I wish I were kidding.

So here I am, dressed in a brand-new Versace cocktail dress, trying to make everyone believe I was bitten by the philanthropic bug just in time to bail on my senior year of college.

The most depressing thing is that everyone seems willing to just go with it. Well done, Liv! So proud of you, Olivia. Lovely inside and out.

Blech.

My best friend, at least, doesn’t seem to be buying it. “Liv, you can’t be serious. I mean, where are you going to get your hair highlighted all the way up in Maine?”

Some deep part of me wants to snap at my oldest friend to stop being so superficial. But the other part of me—the one that’s more familiar—is dying to grab her by the shoulders and give her an oh-my-God-I-know! shake. Because the truth is, I’ve spent way too much time wondering about how I’m going to keep my honey-blond hair from returning to its natural mud color while in Maine.

Bella Cullinane and I have had the same hairdresser since our mothers decided it was time we become versed in the difference between highlights and lowlights. We were thirteen. But Bella and I were inseparable long before that. She was the cute brunette to my classy blonde all through twelve years of private school. Bella taught me the art of rolling my plaid uniform skirt just enough to be interesting without being obvious, and in return, I was her alibi when she let Todd Akin talk her out of her couture lavender dress on prom night. Even when Bella went off to Fordham and me off to NYU, we made a pact to see each other at least a couple times a month. So far we’ve stuck to it.

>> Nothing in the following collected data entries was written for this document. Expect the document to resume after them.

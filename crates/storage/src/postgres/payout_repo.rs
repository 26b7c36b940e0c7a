//! Payout repository implementation for PostgreSQL.

use async_trait::async_trait;
use rust_decimal::Decimal;
use sqlx::{PgConnection, PgPool};

use stakewatch_core::error::{StorageError, StorageResult};
use stakewatch_core::models::{EraAttribution, EraPayout};
use stakewatch_core::ports::{PayoutRepository, PayoutScope};

use super::helpers::{non_negative, row_index, to_bigint, to_int};

/// PostgreSQL implementation of PayoutRepository.
pub struct PgPayoutRepository {
    pool: PgPool,
}

impl PgPayoutRepository {
    pub fn new(pool: PgPool) -> Self {
        Self { pool }
    }
}

/// `WHERE` clause and bound value selecting one scope.
fn scope_condition(scope: PayoutScope) -> StorageResult<(&'static str, i64)> {
    Ok(match scope {
        PayoutScope::Block(number) => (
            "block_number = $1",
            to_bigint(number, "era_payout.block_number")?,
        ),
        PayoutScope::MadeInEra(era) => ("made_in_era = $1", i64::from(era)),
    })
}

#[async_trait]
impl PayoutRepository for PgPayoutRepository {
    async fn list_payouts(&self, scope: PayoutScope) -> StorageResult<Vec<EraPayout>> {
        let (condition, value) = scope_condition(scope)?;
        let query = format!(
            r#"
            SELECT event_id, extrinsic_id, block_number, block_date, account_address,
                   payout, paid_by, paid_for_era, made_in_era
            FROM era_payouts
            WHERE {condition}
            ORDER BY block_number ASC, event_index ASC
            "#
        );
        let rows = sqlx::query_as::<_, PayoutRow>(&query)
            .bind(value)
            .fetch_all(&self.pool)
            .await
            .map_err(|e| StorageError::QueryError(e.to_string()))?;

        rows.into_iter().map(PayoutRow::into_payout).collect()
    }

    async fn lowest_payout_block(&self) -> StorageResult<Option<u64>> {
        let row: (Option<i64>,) = sqlx::query_as("SELECT MIN(block_number) FROM era_payouts")
            .fetch_one(&self.pool)
            .await
            .map_err(|e| StorageError::QueryError(e.to_string()))?;

        row.0.map(|n| non_negative(n, "era_payout.block_number")).transpose()
    }

    async fn highest_payout_block(&self) -> StorageResult<Option<u64>> {
        let row: (Option<i64>,) = sqlx::query_as("SELECT MAX(block_number) FROM era_payouts")
            .fetch_one(&self.pool)
            .await
            .map_err(|e| StorageError::QueryError(e.to_string()))?;

        row.0.map(|n| non_negative(n, "era_payout.block_number")).transpose()
    }
}

/// Delete every payout in `scope` and write the new ones on `conn`.
pub(super) async fn replace_payouts(
    conn: &mut PgConnection,
    scope: PayoutScope,
    payouts: &[EraPayout],
) -> StorageResult<()> {
    let (condition, value) = scope_condition(scope)?;
    sqlx::query(&format!("DELETE FROM era_payouts WHERE {condition}"))
        .bind(value)
        .execute(&mut *conn)
        .await
        .map_err(|e| StorageError::QueryError(e.to_string()))?;

    for payout in payouts {
        // A re-attributed event may still sit in another scope.
        sqlx::query(
            r#"
            INSERT INTO era_payouts (
                event_id, extrinsic_id, block_number, event_index, block_date,
                account_address, payout, paid_by, paid_for_era, made_in_era
            )
            VALUES ($1, $2, $3, $4, $5, $6, $7, $8, $9, $10)
            ON CONFLICT (event_id) DO UPDATE SET
                extrinsic_id = EXCLUDED.extrinsic_id,
                block_number = EXCLUDED.block_number,
                event_index = EXCLUDED.event_index,
                block_date = EXCLUDED.block_date,
                account_address = EXCLUDED.account_address,
                payout = EXCLUDED.payout,
                paid_by = EXCLUDED.paid_by,
                paid_for_era = EXCLUDED.paid_for_era,
                made_in_era = EXCLUDED.made_in_era
            "#,
        )
        .bind(&payout.event_id)
        .bind(&payout.extrinsic_id)
        .bind(to_bigint(payout.block_number, "era_payout.block_number")?)
        .bind(row_index(&payout.event_id)?)
        .bind(payout.block_date)
        .bind(&payout.account_address)
        .bind(payout.payout)
        .bind(&payout.paid_by)
        .bind(
            payout
                .paid_for_era
                .era()
                .map(|e| to_int(e, "era_payout.paid_for_era"))
                .transpose()?,
        )
        .bind(to_int(payout.made_in_era, "era_payout.made_in_era")?)
        .execute(&mut *conn)
        .await
        .map_err(|e| StorageError::QueryError(e.to_string()))?;
    }

    Ok(())
}

#[derive(sqlx::FromRow)]
struct PayoutRow {
    event_id: String,
    extrinsic_id: String,
    block_number: i64,
    block_date: chrono::DateTime<chrono::Utc>,
    account_address: String,
    payout: Decimal,
    paid_by: Option<String>,
    paid_for_era: Option<i32>,
    made_in_era: i32,
}

impl PayoutRow {
    fn into_payout(self) -> StorageResult<EraPayout> {
        let paid_for_era: Option<u32> = self
            .paid_for_era
            .map(|e| non_negative(e.into(), "era_payout.paid_for_era"))
            .transpose()?;

        Ok(EraPayout {
            event_id: self.event_id,
            extrinsic_id: self.extrinsic_id,
            block_number: non_negative(self.block_number, "era_payout.block_number")?,
            block_date: self.block_date,
            account_address: self.account_address,
            payout: self.payout,
            paid_by: self.paid_by,
            paid_for_era: EraAttribution::from(paid_for_era),
            made_in_era: non_negative(self.made_in_era.into(), "era_payout.made_in_era")?,
        })
    }
}

#[cfg(test)]
mod tests {
    use super::*;

    #[test]
    fn test_scopes_select_their_column() {
        assert_eq!(
            scope_condition(PayoutScope::Block(1_200)).unwrap(),
            ("block_number = $1", 1_200)
        );
        assert_eq!(
            scope_condition(PayoutScope::MadeInEra(11)).unwrap(),
            ("made_in_era = $1", 11)
        );
        assert!(scope_condition(PayoutScope::Block(u64::MAX)).is_err());
    }
}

And since I dropped my off-to-Maine bomb on her two months ago, she’s been telling me she’ll be my best friend no matter what (the no matter what, of course, being the not so minor fact that I won’t be finishing my senior year with that management degree I’ve spent three years chasing).

But deep down, we both know things have changed. Phone calls just aren’t the same as Wednesday wine nights. And even when we do see each other again, we’ll have nothing in common. Bella will be knee-deep in studying for her LSATs and cherry-picking the law school of her choice while I’m shuttling a war vet back and forth to physical therapy and coaxing him to eat split-pea soup, or whatever it is irritable elderly people subsist on.

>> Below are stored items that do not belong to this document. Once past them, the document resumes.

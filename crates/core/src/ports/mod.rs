mod chain_source;
mod repository;

pub use chain_source::*;
pub use repository::*;
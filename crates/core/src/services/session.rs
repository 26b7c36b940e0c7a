//! Session ingestor - records the first block of every session.

use std::sync::Arc;

use async_trait::async_trait;
use tokio::sync::watch;
use tracing::{debug, info, instrument};

use crate::error::{ChainError, IndexerError, IndexerResult};
use crate::models::Session;
use crate::ports::{ChainSource, Repositories};

use super::traversal::{EntityKind, Frontier, Grabber, ItemOutcome};

/// Detects session-index changes between consecutive blocks.
pub struct SessionIngestor<C: ChainSource, R: Repositories> {
    chain: Arc<C>,
    repositories: Arc<R>,
}

impl<C: ChainSource, R: Repositories> SessionIngestor<C, R> {
    pub fn new(chain: Arc<C>, repositories: Arc<R>) -> Self {
        Self {
            chain,
            repositories,
        }
    }

    async fn session_at(&self, height: u64) -> IndexerResult<u32> {
        let hash = self
            .chain
            .block_hash(height)
            .await?
            .ok_or(ChainError::BlockNotFound(height))?;
        Ok(self.chain.session_index(&hash).await?)
    }

    async fn create(&self, index: u32, start_block_number: u64) -> IndexerResult<bool> {
        let created = self
            .repositories
            .sessions()
            .insert_session_if_absent(&Session {
                index,
                start_block_number,
            })
            .await?;
        if created {
            info!(session = index, start = start_block_number, "🆕 Session created");
        }
        Ok(created)
    }

    /// Create the session starting at `height`, if a session starts there.
    #[instrument(skip(self))]
    pub async fn ingest(&self, height: u64) -> IndexerResult<ItemOutcome> {
        let index = self.session_at(height).await?;
        if height > 0 && self.session_at(height - 1).await? == index {
            return Ok(ItemOutcome::Unchanged);
        }

        match self.create(index, height).await? {
            true => Ok(ItemOutcome::Ingested),
            false => Ok(ItemOutcome::Unchanged),
        }
    }

    /// Walk from the chain tip down to the start of the latest saved session,
    /// creating every session whose first block is crossed on the way.
    ///
    /// Returns the number of sessions created.
    #[instrument(skip_all)]
    pub async fn catch_up(&self, shutdown_rx: &watch::Receiver<bool>) -> IndexerResult<u64> {
        let tip = self.chain.best_number().await?;
        let stop = self
            .repositories
            .sessions()
            .latest_session()
            .await?
            .map_or(0, |s| s.start_block_number);

        info!(from = tip, to = stop, "🧭 Catching up sessions");

        let mut created = 0;
        let mut previous: Option<(u64, u32)> = None;
        let mut height = tip;

        while height >= stop {
            if *shutdown_rx.borrow() {
                return Err(IndexerError::ShutdownRequested);
            }

            let index = self.session_at(height).await?;
            if let Some((above, above_index)) = previous
                && above_index != index
                && self.create(above_index, above).await?
            {
                created += 1;
            }
            previous = Some((height, index));

            if height == 0 {
                break;
            }
            height -= 1;
        }

        // Genesis starts the first session.
        if let Some((0, index)) = previous
            && self.create(index, 0).await?
        {
            created += 1;
        }

        debug!(created, "Session catch-up finished");
        Ok(created)
    }
}

#[async_trait]
impl<C: ChainSource, R: Repositories> Grabber for SessionIngestor<C, R> {
    fn kind(&self) -> EntityKind {
        EntityKind::Session
    }

    async fn frontier(&self) -> IndexerResult<Frontier> {
        let sessions = self.repositories.sessions();
        Ok(Frontier {
            lowest_saved: sessions.earliest_session().await?.map(|s| s.start_block_number),
            highest_saved: sessions.latest_session().await?.map(|s| s.start_block_number),
            checkpoint: None,
            tip: self.chain.best_number().await?,
        })
    }

    /// A height is covered once the session the chain reports for it is saved.
    async fn exists(&self, index: u64) -> IndexerResult<bool> {
        let session = self.session_at(index).await?;
        Ok(self
            .repositories
            .sessions()
            .get_session(session)
            .await?
            .is_some())
    }

    async fn grab(&self, index: u64) -> IndexerResult<ItemOutcome> {
        self.ingest(index).await
    }
}

#[cfg(test)]
mod tests {
    use super::*;
    use crate::models::Chain;
    use crate::services::traversal::{Direction, Traversal, TraversalConfig, TraversalContext};
    use crate::test_utils::{InMemoryRepositories, MockBlock, MockChain};

    /// Sessions 0 at [0,2], 1 at [3,5], 2 at [6,7].
    fn chain() -> Arc<MockChain> {
        let mut chain = MockChain::new();
        for (height, session) in [(0, 0), (1, 0), (2, 0), (3, 1), (4, 1), (5, 1), (6, 2), (7, 2)] {
            chain = chain.with_block(height, MockBlock::new(1_700_000_000_000 + height * 6_000, session));
        }
        Arc::new(chain)
    }

    #[tokio::test]
    async fn test_catch_up_records_session_boundaries() {
        let repos = Arc::new(InMemoryRepositories::new());
        let ingestor = SessionIngestor::new(chain(), repos.clone());
        let (_tx, rx) = watch::channel(false);

        assert_eq!(ingestor.catch_up(&rx).await.unwrap(), 3);

        let sessions = repos.sessions();
        assert_eq!(sessions.get_session(0).await.unwrap().unwrap().start_block_number, 0);
        assert_eq!(sessions.get_session(1).await.unwrap().unwrap().start_block_number, 3);
        assert_eq!(sessions.get_session(2).await.unwrap().unwrap().start_block_number, 6);
    }

    #[tokio::test]
    async fn test_catch_up_stops_at_latest_saved_session() {
        let repos = Arc::new(InMemoryRepositories::new());
        repos
            .sessions()
            .insert_session_if_absent(&Session {
                index: 1,
                start_block_number: 3,
            })
            .await
            .unwrap();
        let ingestor = SessionIngestor::new(chain(), repos.clone());
        let (_tx, rx) = watch::channel(false);

        assert_eq!(ingestor.catch_up(&rx).await.unwrap(), 1);
        assert!(repos.sessions().get_session(0).await.unwrap().is_none());
        assert_eq!(
            repos.sessions().latest_session().await.unwrap().unwrap().index,
            2
        );
    }

    #[tokio::test]
    async fn test_ingest_only_creates_at_boundaries() {
        let repos = Arc::new(InMemoryRepositories::new());
        let ingestor = SessionIngestor::new(chain(), repos.clone());

        assert_eq!(ingestor.ingest(4).await.unwrap(), ItemOutcome::Unchanged);
        assert_eq!(ingestor.ingest(3).await.unwrap(), ItemOutcome::Ingested);
        assert_eq!(ingestor.ingest(3).await.unwrap(), ItemOutcome::Unchanged);
        assert_eq!(ingestor.ingest(0).await.unwrap(), ItemOutcome::Ingested);
        assert_eq!(
            repos.sessions().session_at_block(5).await.unwrap().unwrap().index,
            1
        );
    }

    #[tokio::test]
    async fn test_gaps_create_sessions_missing_between_saved_ones() {
        let repos = Arc::new(InMemoryRepositories::new());
        repos
            .seed_chain(Chain {
                name: "Polkadot".into(),
                last_grabbed_block: None,
            })
            .await;
        for (index, start) in [(0, 0), (2, 6)] {
            repos
                .sessions()
                .insert_session_if_absent(&Session {
                    index,
                    start_block_number: start,
                })
                .await
                .unwrap();
        }
        let ingestor = SessionIngestor::new(chain(), repos.clone());
        let traversal = Traversal::new(
            TraversalConfig {
                chain_name: "Polkadot".into(),
                ..Default::default()
            },
            repos.clone(),
        );
        let mut ctx = TraversalContext::new(EntityKind::Session, Direction::Gaps);
        let (_tx, rx) = watch::channel(false);

        assert!(!ingestor.exists(4).await.unwrap());
        assert!(ingestor.exists(7).await.unwrap());

        traversal.run(&ingestor, &mut ctx, rx).await.unwrap();

        let session = repos.sessions().get_session(1).await.unwrap().unwrap();
        assert_eq!(session.start_block_number, 3);
        assert_eq!(ctx.processed, 1);
        assert!(ctx.is_clean());
    }
}
impl SubstrateClient {
    /// Connect to a Substrate node.
    #[instrument(skip_all, fields(url = %config.ws_url))]
    pub async fn connect(config: SubstrateClientConfig) -> ChainResult<Self> {
        debug!("Connecting to node");

        let rpc_client = RpcClient::from_url(&config.ws_url)
            .await
            .map_err(|e| ChainError::ConnectionFailed(e.to_string()))?;
        let backend = LegacyBackend::<PolkadotConfig>::builder().build(rpc_client.clone());
        let client = OnlineClient::<PolkadotConfig>::from_backend(Arc::new(backend))
            .await
            .map_err(|e| ChainError::ConnectionFailed(e.to_string()))?;
        let rpc = LegacyRpcMethods::<PolkadotConfig>::new(rpc_client);

        debug!(
            spec_version = client.runtime_version().spec_version,
            "Connected successfully"
        );

        Ok(Self { client, rpc })
    }

    async fn block(&self, hash: &BlockHash) -> ChainResult<SubstrateBlock> {
        self.client
            .blocks()
            .at(H256(hash.0))
            .await
            .map_err(|e| ChainError::RpcError(e.to_string()))
    }

    /// Fetch a storage entry as JSON, at `at` or at the latest finalized block.
    async fn fetch<K: StorageKey>(
        &self,
        at: Option<&BlockHash>,
        pallet: &str,
        entry: &str,
        keys: K,
    ) -> ChainResult<Option<serde_json::Value>> {
        let address = dynamic::storage(pallet, entry, keys);
        let storage = match at {
            Some(hash) => self.client.storage().at(H256(hash.0)),
            None => self
                .client
                .storage()
                .at_latest()
                .await
                .map_err(|e| ChainError::RpcError(e.to_string()))?,
        };

        let Some(thunk) = storage
            .fetch(&address)
            .await
            .map_err(|e| ChainError::RpcError(e.to_string()))?
        else {
            return Ok(None);
        };

        let value = thunk.to_value().map_err(|e| {
            record_decode_error("storage", pallet);
            ChainError::UnexpectedValue {
                entry: format!("{pallet}.{entry}"),
                message: e.to_string(),
            }
        })?;
        Ok(Some(value_to_json(&value)))
    }

    /// Like [`Self::fetch`], failing when the entry is empty.
    async fn fetch_required<K: StorageKey>(
        &self,
        at: Option<&BlockHash>,
        pallet: &str,
        entry: &str,
        keys: K,
    ) -> ChainResult<serde_json::Value> {
        self.fetch(at, pallet, entry, keys)
            .await?
            .ok_or_else(|| ChainError::MissingValue(format!("{pallet}.{entry}")))
    }

    /// Exposure from the paged staking storage used by newer runtimes.
    async fn paged_exposure(&self, era: u32, validator: &[u8]) -> ChainResult<Exposure> {
        let keys = || vec![Value::u128(era.into()), Value::from_bytes(validator)];

        let Some(overview) = self
            .fetch(None, "Staking", "ErasStakersOverview", keys())
            .await?
        else {
            return Ok(Exposure::default());
        };
        let overview = staking::exposure_overview(&overview)?;

        let mut others = Vec::new();
        for page in 0..overview.page_count {
            let mut page_keys = keys();
            page_keys.push(Value::u128(page.into()));
            if let Some(page) = self
                .fetch(None, "Staking", "ErasStakersPaged", page_keys)
                .await?
            {
                others.extend(staking::exposure_page(&page)?);
            }
        }

        Ok(Exposure {
            total: overview.total,
            own: overview.own,
            others,
        })
    }
}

“I’ll be home for Thanksgiving,” I say by way of response to Bella’s horror over my hair crisis. “I’ll make an appointment then.”

My best friend purses her glossy lips and takes a sip of Taittinger champagne—a tiny one, since champagne has carbs, and Bella lives in constant fear that her hourglass figure will turn lumpy before she can make it down the aisle in a size-2 wedding dress.

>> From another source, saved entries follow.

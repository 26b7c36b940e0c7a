//! Ingestion services.
//!
//! Each ingestor implements [`traversal::Grabber`] for one entity kind and is
//! driven index by index by [`traversal::Traversal`].

pub mod block;
pub mod era;
pub mod payout;
pub mod session;
pub mod traversal;

pub use block::BlockIngestor;
pub use era::EraIngestor;
pub use payout::{PayoutReconciler, PayoutWindow};
pub use session::SessionIngestor;
pub use traversal::{
    Direction, EntityKind, Frontier, Grabber, ItemOutcome, Plan, Traversal, TraversalConfig,
    TraversalContext,
};

#[cfg(test)]
mod tests {
    use super::*;
    use crate::balance::BalanceConverter;
    use crate::models::{Chain, Era, EraAttribution, Event, Extrinsic, Session};
    use crate::ports::{PayoutScope, Repositories};
    use crate::test_utils::{InMemoryRepositories, MockBlock, MockChain};
    use chrono::{TimeZone, Utc};
    use rust_decimal::Decimal;
    use serde_json::json;
    use std::sync::Arc;
    use std::time::Duration;
    use tokio::sync::watch;

    async fn seeded_store() -> Arc<InMemoryRepositories> {
        let repos = Arc::new(InMemoryRepositories::new());
        repos
            .seed_chain(Chain {
                name: "Polkadot".into(),
                last_grabbed_block: None,
            })
            .await;
        repos
    }

    fn following_traversal(repos: Arc<InMemoryRepositories>) -> Arc<Traversal<InMemoryRepositories>> {
        Arc::new(Traversal::new(
            TraversalConfig {
                chain_name: "Polkadot".into(),
                poll_interval: Duration::from_millis(5),
                ..Default::default()
            },
            repos,
        ))
    }

    const WAIT: Duration = Duration::from_secs(2);

    fn era(index: u32, start_session: u32) -> Era {
        Era {
            index,
            era_start_session_index: start_session,
            total_points: 0,
            total_stake: Decimal::ZERO,
            validators_rewards: Decimal::ZERO,
            validators_arr_length: 0,
        }
    }

    async fn save_session(repos: &InMemoryRepositories, index: u32, start_block_number: u64) {
        repos
            .sessions()
            .insert_session_if_absent(&Session {
                index,
                start_block_number,
            })
            .await
            .unwrap();
    }

    #[tokio::test]
    async fn test_empty_store_backfills_to_genesis() {
        let mut chain = MockChain::new();
        for height in 0..=3u64 {
            chain = chain.with_block(height, MockBlock::new(1_700_000_000_000 + height * 6_000, 0));
        }
        let chain = Arc::new(chain);
        let repos = Arc::new(InMemoryRepositories::new());
        repos
            .seed_chain(Chain {
                name: "Polkadot".into(),
                last_grabbed_block: None,
            })
            .await;
        let traversal = Traversal::new(
            TraversalConfig {
                chain_name: "Polkadot".into(),
                ..Default::default()
            },
            repos.clone(),
        );
        let (_tx, rx) = watch::channel(false);

        let blocks = BlockIngestor::new(chain, repos.clone(), "Polkadot");
        let mut ctx = TraversalContext::new(EntityKind::Block, Direction::FromLowestSavedToZero);
        traversal.run(&blocks, &mut ctx, rx.clone()).await.unwrap();

        assert_eq!(ctx.bounds, Some((3, 0)));
        assert_eq!(ctx.processed, 4);
        assert!(ctx.is_clean());
        for height in 0..=3 {
            assert!(repos.blocks().get_block(height).await.unwrap().is_some());
        }
        assert!(repos.sessions().get_session(0).await.unwrap().is_some());

        let payouts = PayoutReconciler::by_block(repos.clone(), BalanceConverter::default());
        let mut ctx = TraversalContext::new(EntityKind::Payout, Direction::FromLowestSavedToZero);
        traversal.run(&payouts, &mut ctx, rx).await.unwrap();

        assert_eq!(ctx.processed, 4);
        for height in 0..=3 {
            assert!(
                repos
                    .payouts()
                    .list_payouts(PayoutScope::Block(height))
                    .await
                    .unwrap()
                    .is_empty()
            );
        }
    }

    #[tokio::test]
    async fn test_follow_reverifies_trailing_blocks_then_picks_up_new_ones() {
        let mut chain = MockChain::new();
        for height in 0..=5u64 {
            chain = chain.with_block(height, MockBlock::new(1_700_000_000_000 + height * 6_000, 0));
        }
        let chain = Arc::new(chain);
        let repos = seeded_store().await;
        let blocks = Arc::new(BlockIngestor::new(chain.clone(), repos.clone(), "Polkadot"));
        for height in 0..=3 {
            blocks.ingest(height).await.unwrap();
        }
        let traversal = following_traversal(repos.clone());
        let (tx, rx) = watch::channel(false);

        let handle = {
            let traversal = traversal.clone();
            let blocks = blocks.clone();
            tokio::spawn(async move {
                let mut ctx =
                    TraversalContext::new(EntityKind::Block, Direction::FromHighestSavedUpToNew);
                let result = traversal.run(blocks.as_ref(), &mut ctx, rx).await;
                (result, ctx)
            })
        };

        tokio::time::timeout(WAIT, async {
            while repos.blocks().get_block(5).await.unwrap().is_none() {
                tokio::time::sleep(Duration::from_millis(2)).await;
            }
        })
        .await
        .unwrap();
        chain
            .replace_block(6, MockBlock::new(1_700_000_036_000, 1))
            .await;
        tokio::time::timeout(WAIT, async {
            while repos.blocks().get_block(6).await.unwrap().is_none() {
                tokio::time::sleep(Duration::from_millis(2)).await;
            }
        })
        .await
        .unwrap();
        tx.send(true).unwrap();

        let (result, ctx) = handle.await.unwrap();
        assert!(matches!(result, Err(crate::error::IndexerError::ShutdownRequested)));
        // Heights 2 and 3 are re-verified, 4 to 6 are new.
        assert_eq!(ctx.processed, 5);
        assert!(ctx.is_clean());
        let snapshot = repos.snapshot().await;
        assert_eq!(snapshot.blocks.len(), 7);
        assert_eq!(snapshot.sessions.len(), 2);
        assert_eq!(snapshot.sessions[&1].start_block_number, 6);
    }

    #[tokio::test]
    async fn test_backfill_writes_one_session_per_distinct_index() {
        let mut chain = MockChain::new();
        for (height, session) in [(0u64, 0), (1, 0), (2, 1), (3, 1), (4, 2), (5, 2)] {
            chain = chain.with_block(
                height,
                MockBlock::new(1_700_000_000_000 + height * 6_000, session),
            );
        }
        let repos = seeded_store().await;
        let traversal = following_traversal(repos.clone());
        let blocks = BlockIngestor::new(Arc::new(chain), repos.clone(), "Polkadot");
        let mut ctx = TraversalContext::new(EntityKind::Block, Direction::FromLowestSavedToZero);
        let (_tx, rx) = watch::channel(false);

        traversal.run(&blocks, &mut ctx, rx).await.unwrap();

        let snapshot = repos.snapshot().await;
        assert_eq!(snapshot.blocks.len(), 6);
        assert_eq!(snapshot.sessions.keys().copied().collect::<Vec<_>>(), vec![0, 1, 2]);
    }

    #[tokio::test]
    async fn test_by_era_follow_reconciles_era_once_next_era_is_saved() {
        let repos = seeded_store().await;
        save_session(&repos, 50, 700).await;
        save_session(&repos, 55, 1_000).await;
        repos.eras().upsert_era(&era(10, 50)).await.unwrap();
        repos.eras().upsert_era(&era(11, 55)).await.unwrap();

        let block_date = Utc.timestamp_opt(1_700_000_000, 0).unwrap();
        repos
            .replace_block_activity(
                1_100,
                &[Event {
                    id: Event::make_id(1_100, 4),
                    block_number: 1_100,
                    index: 4,
                    section: "Staking".into(),
                    method: "Rewarded".into(),
                    data: json!({"stash": "0xN1", "amount": "3000000000000"}),
                    apply_extrinsic: Some(2),
                    phase: "ApplyExtrinsic(2)".into(),
                    topics: vec![],
                    block_date,
                }],
                &[Extrinsic {
                    id: Extrinsic::make_id(1_100, 2),
                    block_number: 1_100,
                    index: 2,
                    section: "Staking".into(),
                    method: "payout_stakers".into(),
                    args: json!({"validator_stash": "0xV", "era": "10"}),
                    is_signed: true,
                    signer: "0xsigner".into(),
                    nonce: 0,
                    tip: 0,
                    block_date,
                }],
            )
            .await
            .unwrap();

        let traversal = following_traversal(repos.clone());
        let reconciler = Arc::new(PayoutReconciler::by_era(
            repos.clone(),
            BalanceConverter::default(),
        ));
        let (tx, rx) = watch::channel(false);

        let handle = {
            let traversal = traversal.clone();
            let reconciler = reconciler.clone();
            tokio::spawn(async move {
                let mut ctx =
                    TraversalContext::new(EntityKind::EraPayout, Direction::FromHighestSavedUpToNew);
                let result = traversal.run(reconciler.as_ref(), &mut ctx, rx).await;
                (result, ctx)
            })
        };

        // Era 11 has no known end yet and is deferred.
        tokio::time::sleep(Duration::from_millis(30)).await;
        assert!(
            repos
                .payouts()
                .list_payouts(PayoutScope::MadeInEra(11))
                .await
                .unwrap()
                .is_empty()
        );

        save_session(&repos, 60, 1_300).await;
        repos.eras().upsert_era(&era(12, 60)).await.unwrap();
        tokio::time::timeout(WAIT, async {
            while repos
                .payouts()
                .list_payouts(PayoutScope::MadeInEra(11))
                .await
                .unwrap()
                .is_empty()
            {
                tokio::time::sleep(Duration::from_millis(2)).await;
            }
        })
        .await
        .unwrap();
        tx.send(true).unwrap();

        let (result, ctx) = handle.await.unwrap();
        assert!(matches!(result, Err(crate::error::IndexerError::ShutdownRequested)));
        let payouts = repos
            .payouts()
            .list_payouts(PayoutScope::MadeInEra(11))
            .await
            .unwrap();
        assert_eq!(payouts.len(), 1);
        assert_eq!(payouts[0].event_id, "1100-4");
        assert_eq!(payouts[0].paid_for_era, EraAttribution::Era(10));
        assert_eq!(payouts[0].payout, Decimal::from(3));
        // Era 11 before its successor was saved, then era 12.
        assert_eq!(ctx.deferred, 2);
    }
}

“So three-plus months,” she says, giving my hair a once-over. “Your ends might survive it if you don’t flat-iron your hair, but the roots . . . ugh.”

“Maybe I could just wear a bag over my head,” I say, taking a sip of my own champagne. A bigger sip than Bella’s, because unlike my curvy friend, I’m more of the willowy (read: flat-chested) type, and if my parents’ genetics are any indication, my beanpole figure will probably outlast my teeth.

Being able to legally drink at my parents’ frequent social gatherings is pretty much the only good thing about getting older. I suspect that’s one of the reasons the drinking age is twenty-one. It’s as though some wise person way back when knew that alcohol would start to get reaaaaally helpful at that point of your life. I’m nearly twenty-two, and God knows I’ve found a drink handy a time or two. Especially in the last year.

I catch a whiff of candy-scented perfume a second before an arm goes around my waist.

“You’ll never guess who dared to show his face,” my friend Andrea murmurs in my ear. “And he brought her.”

Bella and Andrea are giving me that wary, wide-eyed look that everyone gets when Ethan Price and I are in the same room, and before I know it I’m flanked by four of my other friends, all nearly identical in jewel-colored cocktail dresses and designer high heels.